Penny Mordaunt’s promotion to replace the bumptious pipsqueak at Defence gifted Stewart his reward for remorselessly Tiggerish loyalty to the PM with the cabinet portfolio for International Development.
Stewart must be overjoyed to be paroled from overseeing a prison system in more monstrous shape than when he took it on with a solemn oath.
Without going the full Gav by swearing on his children’s lives, the emaciated-looking ex-soldier promised to resign if he couldn’t salvage the worst penal institutions from the sub-developing world horrors into which chronically criminal underfunding has allowed them to sink.
The figures establish that he failed beyond his wildest nightmares. Under his aegis, suicides rose by a fifth, and inmates self-harming by a quarter. Deaths in custody for the year to March, meanwhile, increased by 18 to 317.

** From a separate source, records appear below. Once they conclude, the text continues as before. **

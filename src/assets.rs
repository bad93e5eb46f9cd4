//! # Static Assets
//!
//! Icons and fonts are loaded once at start-up and shared read-only between
//! requests.
//!
//! ## Icons
//! The icon directory holds PNGs named after [`Condition::asset_name`]:
//! - `cloudy.png`: standard resolution
//! - `cloudy@2x.png`: double resolution, used for the header
//! - `clear_night.png`: night variant of `clear_day.png` (optional)
//!
//! Only the alpha channel matters. Icons are kept as alpha masks and stamped
//! onto the 1-bit canvas with a hard threshold: no dithering, no blending.
//!
//! ## Fonts
//! Text uses the ISO-8859-1 mono fonts bundled with embedded-graphics, so the
//! degree sign is available without shipping font files.

use crate::conditions::Condition;
use embedded_graphics::{
    mono_font::{iso_8859_1, MonoFont},
    pixelcolor::BinaryColor,
    prelude::*,
};
use std::collections::HashMap;
use std::fs;
use std::path::{Path, PathBuf};
use thiserror::Error;
use tracing::{debug, info, warn};

/// Problems with a single asset. Never fatal: the element is left out.
#[derive(Error, Debug)]
pub enum AssetError {
    #[error("asset not found: {}", .0.display())]
    Missing(PathBuf),

    #[error("could not decode {}: {source}", path.display())]
    Decode {
        path: PathBuf,
        #[source]
        source: image::ImageError,
    },
}

/// Alpha channel of an icon
#[derive(Clone, Debug, PartialEq, Eq)]
pub struct IconMask {
    width: u32,
    height: u32,
    alpha: Vec<u8>,
}

impl IconMask {
    pub fn from_rgba(image: &image::RgbaImage) -> Self {
        Self {
            width: image.width(),
            height: image.height(),
            alpha: image.pixels().map(|p| p.0[3]).collect(),
        }
    }

    pub fn width(&self) -> u32 {
        self.width
    }

    pub fn height(&self) -> u32 {
        self.height
    }

    /// Paint black wherever alpha is strictly above `threshold`; leave the rest untouched.
    pub fn draw_thresholded<D>(&self, target: &mut D, origin: Point, threshold: u8) -> Result<(), D::Error>
    where
        D: DrawTarget<Color = BinaryColor>,
    {
        let width = self.width as usize;
        let pixels = self.alpha.iter().enumerate().filter_map(|(i, &a)| {
            (a > threshold).then(|| {
                let x = (i % width) as i32;
                let y = (i / width) as i32;
                Pixel(origin + Point::new(x, y), BinaryColor::On)
            })
        });
        target.draw_iter(pixels)
    }
}

/// Resolved icon key, e.g. `partly_cloudy_night` or `rain@2x`
#[derive(Clone, Debug, PartialEq, Eq, Hash)]
pub struct IconRef(String);

impl IconRef {
    pub fn key(&self) -> &str {
        &self.0
    }
}

/// Icon masks keyed by file stem.
#[derive(Clone, Debug, Default)]
pub struct IconLibrary {
    dir: PathBuf,
    icons: HashMap<String, IconMask>,
}

impl IconLibrary {
    /// Load every `*.png` in `dir`.
    ///
    /// A missing directory or an undecodable file is logged and skipped; the
    /// dashboard then renders without those icons.
    pub fn load<P: AsRef<Path>>(dir: P) -> Self {
        let dir = dir.as_ref().to_path_buf();
        let mut icons = HashMap::new();

        let entries = match fs::read_dir(&dir) {
            Ok(entries) => entries,
            Err(e) => {
                warn!(dir = %dir.display(), error = %e, "Icon directory unavailable, rendering without icons");
                return Self { dir, icons };
            }
        };

        for entry in entries.flatten() {
            let path = entry.path();
            if path.extension().and_then(|e| e.to_str()) != Some("png") {
                continue;
            }
            let Some(stem) = path.file_stem().and_then(|s| s.to_str()) else {
                continue;
            };
            match load_mask(&path) {
                Ok(mask) => {
                    debug!(icon = stem, width = mask.width, height = mask.height, "Loaded icon");
                    icons.insert(stem.to_string(), mask);
                }
                Err(e) => warn!(error = %e, "Skipping icon"),
            }
        }

        info!(dir = %dir.display(), count = icons.len(), "Icon library loaded");
        Self { dir, icons }
    }

    pub fn len(&self) -> usize {
        self.icons.len()
    }

    pub fn is_empty(&self) -> bool {
        self.icons.is_empty()
    }

    pub fn contains(&self, key: &str) -> bool {
        self.icons.contains_key(key)
    }

    /// Pick the icon for a weather code.
    ///
    /// `full_day` selects the compound daily table, `resolution == 2` the `@2x`
    /// file. With `night` set, the name's "day" becomes "night" when such a file
    /// was loaded; otherwise the day icon is used.
    ///
    /// Unmapped codes give `None`, and so do icons that were never loaded.
    pub fn icon_for(&self, code: i32, full_day: bool, night: bool, resolution: u8) -> Option<IconRef> {
        let name = Condition::classify(code, full_day).asset_name()?;
        let suffix = if resolution == 2 { "@2x" } else { "" };
        let day = IconRef(format!("{}{}", name, suffix));

        if night {
            let night_icon = IconRef(day.0.replace("day", "night"));
            if night_icon != day && self.contains(&night_icon.0) {
                return Some(night_icon);
            }
        }

        match self.get(&day) {
            Ok(_) => Some(day),
            Err(e) => {
                debug!(code, error = %e, "No icon for weather code");
                None
            }
        }
    }

    /// File an icon is (or would be) loaded from
    pub fn path_for(&self, icon: &IconRef) -> PathBuf {
        self.dir.join(format!("{}.png", icon.0))
    }

    pub fn get(&self, icon: &IconRef) -> Result<&IconMask, AssetError> {
        self.icons
            .get(&icon.0)
            .ok_or_else(|| AssetError::Missing(self.path_for(icon)))
    }
}

fn load_mask(path: &Path) -> Result<IconMask, AssetError> {
    let image = image::open(path).map_err(|source| AssetError::Decode {
        path: path.to_path_buf(),
        source,
    })?;
    Ok(IconMask::from_rgba(&image.to_rgba8()))
}

/// Bundled ISO-8859-1 faces used on the dashboard
#[derive(Clone, Copy, Debug, PartialEq, Eq)]
pub enum FontFace {
    Tiny5x8,
    Small6x12,
    Regular7x14,
    Bold6x13,
    Bold9x18,
    Large10x20,
}

impl FontFace {
    pub fn font(self) -> &'static MonoFont<'static> {
        match self {
            FontFace::Tiny5x8 => &iso_8859_1::FONT_5X8,
            FontFace::Small6x12 => &iso_8859_1::FONT_6X12,
            FontFace::Regular7x14 => &iso_8859_1::FONT_7X14,
            FontFace::Bold6x13 => &iso_8859_1::FONT_6X13_BOLD,
            FontFace::Bold9x18 => &iso_8859_1::FONT_9X18_BOLD,
            FontFace::Large10x20 => &iso_8859_1::FONT_10X20,
        }
    }
}

/// Font for each text role on the dashboard
#[derive(Clone, Copy, Debug, PartialEq, Eq)]
pub struct Typography {
    pub date: FontFace,
    pub updated: FontFace,
    pub temp_high: FontFace,
    pub temp_low: FontFace,
    pub curve_label: FontFace,
    pub axis_label: FontFace,
    pub wind: FontFace,
}

impl Default for Typography {
    fn default() -> Self {
        Self {
            date: FontFace::Regular7x14,
            updated: FontFace::Tiny5x8,
            temp_high: FontFace::Large10x20,
            temp_low: FontFace::Bold9x18,
            curve_label: FontFace::Small6x12,
            axis_label: FontFace::Small6x12,
            wind: FontFace::Bold6x13,
        }
    }
}

/// Everything the renderer reads from outside the forecast
#[derive(Clone, Debug, Default)]
pub struct Assets {
    pub icons: IconLibrary,
    pub typography: Typography,
}

impl Assets {
    pub fn load<P: AsRef<Path>>(icons_dir: P) -> Self {
        Self {
            icons: IconLibrary::load(icons_dir),
            typography: Typography::default(),
        }
    }
}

Individual cases are viscerally tragic, as Stalin understood, where the statistics seem banal. Google “prison death inquest”, and the catalogue of disgrace should redden you with rage and shame.

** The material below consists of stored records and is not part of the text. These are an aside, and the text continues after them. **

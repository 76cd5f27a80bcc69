// handlers/protected/catalog.rs - Admin catalog management and image uploads

use axum::{
    extract::{Multipart, Path, State},
    Extension,
};
use serde_json::{json, Value};

use crate::admission;
use crate::database::models::{
    Country, CountryPatch, Course, CoursePatch, NewCountry, NewCourse, NewUniversity, University,
    UniversityPatch,
};
use crate::error::ApiError;
use crate::handlers::{JsonBody, UploadForm};
use crate::media::{MediaKind, MediaStorage};
use crate::middleware::{ApiResponse, ApiResult, AuthUser};
use crate::routes::AppState;

fn require_name(name: &str, entity: &str) -> Result<(), ApiError> {
    if name.trim().is_empty() {
        Err(ApiError::validation_error(format!("{} name is required", entity), None))
    } else {
        Ok(())
    }
}

/// Best effort: a replaced image that cannot be removed is only logged
async fn discard_previous(media: &MediaStorage, previous: Option<String>) {
    if let Some(path) = previous {
        if let Err(e) = media.remove(&path).await {
            tracing::warn!("Could not remove replaced image {}: {}", path, e);
        }
    }
}

/// POST /country - Add a destination country
pub async fn country_post(
    State(state): State<AppState>,
    Extension(user): Extension<AuthUser>,
    JsonBody(payload): JsonBody<NewCountry>,
) -> ApiResult<Country> {
    user.require_admin()?;
    require_name(&payload.name, "Country")?;

    let country = state.store.create_country(payload).await?;
    tracing::info!(country_id = country.id, "Created country {}", country.name);
    Ok(ApiResponse::created(country))
}

/// PATCH /country/:id - Rename or describe a country
pub async fn country_patch(
    State(state): State<AppState>,
    Extension(user): Extension<AuthUser>,
    Path(id): Path<i32>,
    JsonBody(patch): JsonBody<CountryPatch>,
) -> ApiResult<Country> {
    user.require_admin()?;
    if let Some(name) = &patch.name {
        require_name(name, "Country")?;
    }
    let country = state.store.update_country(id, &patch).await?;
    Ok(ApiResponse::success(country))
}

/// DELETE /country/:id - Remove a country with its universities and courses
pub async fn country_delete(
    State(state): State<AppState>,
    Extension(user): Extension<AuthUser>,
    Path(id): Path<i32>,
) -> ApiResult<Value> {
    user.require_admin()?;
    state.store.delete_country(id).await?;
    tracing::info!(country_id = id, "Deleted country");
    Ok(ApiResponse::success(json!({ "detail": "Country deleted." })))
}

/// POST /university - Add a university to a country
pub async fn university_post(
    State(state): State<AppState>,
    Extension(user): Extension<AuthUser>,
    JsonBody(payload): JsonBody<NewUniversity>,
) -> ApiResult<University> {
    user.require_admin()?;
    require_name(&payload.name, "University")?;
    if state.store.get_country(payload.country_id).await?.is_none() {
        return Err(ApiError::not_found("Country not found."));
    }

    let university = state.store.create_university(payload).await?;
    tracing::info!(university_id = university.id, "Created university {}", university.name);
    Ok(ApiResponse::created(university))
}

/// PATCH /university/:id - Update university details
///
/// Moving a university to another country is refused while an application
/// selecting it would stop agreeing with the catalog.
pub async fn university_patch(
    State(state): State<AppState>,
    Extension(user): Extension<AuthUser>,
    Path(id): Path<i32>,
    JsonBody(patch): JsonBody<UniversityPatch>,
) -> ApiResult<University> {
    user.require_admin()?;
    if let Some(name) = &patch.name {
        require_name(name, "University")?;
    }
    let store = state.store.as_ref();
    let current = store
        .get_university(id)
        .await?
        .ok_or_else(|| ApiError::not_found("University not found."))?;
    if let Some(country_id) = patch.country_id {
        if store.get_country(country_id).await?.is_none() {
            return Err(ApiError::not_found("Country not found."));
        }
    }

    admission::validate_university_change(store, &state.admission, &current, &patch).await?;
    let university = store.update_university(id, &patch).await?;
    Ok(ApiResponse::success(university))
}

/// DELETE /university/:id - Remove a university, its courses and student applications
pub async fn university_delete(
    State(state): State<AppState>,
    Extension(user): Extension<AuthUser>,
    Path(id): Path<i32>,
) -> ApiResult<Value> {
    user.require_admin()?;
    state.store.delete_university(id).await?;
    tracing::info!(university_id = id, "Deleted university");
    Ok(ApiResponse::success(json!({ "detail": "University deleted." })))
}

/// POST /university/:id/upload-image - Replace the university picture
pub async fn university_image_upload(
    State(state): State<AppState>,
    Extension(user): Extension<AuthUser>,
    Path(id): Path<i32>,
    multipart: Multipart,
) -> ApiResult<University> {
    user.require_admin()?;
    let current = state
        .store
        .get_university(id)
        .await?
        .ok_or_else(|| ApiError::not_found("University not found."))?;

    let file = UploadForm::read(multipart).await?.single_file("university_image")?;
    let path = state
        .media
        .save(MediaKind::Image, "university_image", &file)
        .await?;
    let university = state.store.set_university_image(id, &path).await?;

    discard_previous(&state.media, current.image).await;
    Ok(ApiResponse::success(university))
}

/// POST /course - Add a course to a university
pub async fn course_post(
    State(state): State<AppState>,
    Extension(user): Extension<AuthUser>,
    JsonBody(payload): JsonBody<NewCourse>,
) -> ApiResult<Course> {
    user.require_admin()?;
    require_name(&payload.name, "Course")?;
    if state.store.get_university(payload.university_id).await?.is_none() {
        return Err(ApiError::not_found("University not found."));
    }

    let course = state.store.create_course(payload).await?;
    tracing::info!(course_id = course.id, "Created course {}", course.name);
    Ok(ApiResponse::created(course))
}

/// PATCH /course/:id - Update course details
pub async fn course_patch(
    State(state): State<AppState>,
    Extension(user): Extension<AuthUser>,
    Path(id): Path<i32>,
    JsonBody(patch): JsonBody<CoursePatch>,
) -> ApiResult<Course> {
    user.require_admin()?;
    if let Some(name) = &patch.name {
        require_name(name, "Course")?;
    }
    let store = state.store.as_ref();
    let current = store
        .get_course(id)
        .await?
        .ok_or_else(|| ApiError::not_found("Course not found."))?;
    if let Some(university_id) = patch.university_id {
        if store.get_university(university_id).await?.is_none() {
            return Err(ApiError::not_found("University not found."));
        }
    }

    admission::validate_course_change(store, &state.admission, &current, &patch).await?;
    let course = store.update_course(id, &patch).await?;
    Ok(ApiResponse::success(course))
}

/// DELETE /course/:id - Remove a course
pub async fn course_delete(
    State(state): State<AppState>,
    Extension(user): Extension<AuthUser>,
    Path(id): Path<i32>,
) -> ApiResult<Value> {
    user.require_admin()?;
    state.store.delete_course(id).await?;
    tracing::info!(course_id = id, "Deleted course");
    Ok(ApiResponse::success(json!({ "detail": "Course deleted." })))
}

/// POST /course/:id/upload-image - Replace the course picture
pub async fn course_image_upload(
    State(state): State<AppState>,
    Extension(user): Extension<AuthUser>,
    Path(id): Path<i32>,
    multipart: Multipart,
) -> ApiResult<Course> {
    user.require_admin()?;
    let current = state
        .store
        .get_course(id)
        .await?
        .ok_or_else(|| ApiError::not_found("Course not found."))?;

    let file = UploadForm::read(multipart).await?.single_file("course_image")?;
    let path = state.media.save(MediaKind::Image, "course_image", &file).await?;
    let course = state.store.set_course_image(id, &path).await?;

    discard_previous(&state.media, current.image).await;
    Ok(ApiResponse::success(course))
}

A farmer who treated cattle with the same level of neglect that killed Anthony Robinson in Lancashire’s HMP Garth might well end up inside.
An inquest in April heard that Robinson – “Fat Bob” to his wingmates when he went in; “Skinny Bob” by the time he was carried out – was so desperate for hospital care after bleeding internally for months that he threatened suicide.

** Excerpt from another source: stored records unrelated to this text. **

// handlers/protected/mod.rs - Endpoints behind the JWT middleware
//
// The middleware only establishes who the caller is (`AuthUser`); each
// handler states the role it needs before touching the store.

pub mod agent;
pub mod catalog;
pub mod profile;
pub mod student;
pub mod users;

pub use agent::*;
pub use catalog::{
    country_delete, country_patch, country_post, course_delete, course_image_upload, course_patch,
    course_post, university_delete, university_image_upload, university_patch, university_post,
};
pub use profile::{
    create as profile_post, delete as profile_delete, file_delete as profile_file_delete,
    file_upload as profile_file_upload, get as profile_get, update as profile_patch,
};
pub use student::{
    delete as student_application_delete, get as student_application_get,
    list as student_application_list, update as student_application_patch,
};
pub use users::{
    admin_delete, admin_register as admin_register_post, agent_delete, agent_get, agent_list,
    agent_patch, delete_user as user_delete, me as me_get,
};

In the event, that wasn’t required. He bled out in the cell in which, a cleaner told the hearing, he was covered in blood and vomit, and in such agony that he permanently crouched like a Muslim facing Mecca. His prayers went unanswered, even though surviving inmates told the court that he was visibly dying.
The internal NHS staff, who claimed to think him an opiate-hungry malingerer, never bothered to discover what anyone with a smattering of medical knowledge would have pinpointed in five seconds as the likely diagnosis. He had nothing more lethal than a stomach ulcer. All he needed was an endoscopy, followed by a course of antibiotics and an acid-suppressing proton pump inhibitor.
This case, of what the inquest described as “catastrophic neglect”, is not isolated to one infamously gruesome prison. In May 2016, to pluck one example from the roster, an inquest gave a similar judgment about the similarly avoidable death of Shalane Blackwood in HMP Nottingham, where the abysmal level of staffing led to him being observed by medics through the cell door hatch.
After coughing up blood – a symptom that warrants a blue-light ambulance ride – for a fortnight, he was finally hospitalised. He was found dead in his bed the next morning. His duodenal ulcer had burst in the night.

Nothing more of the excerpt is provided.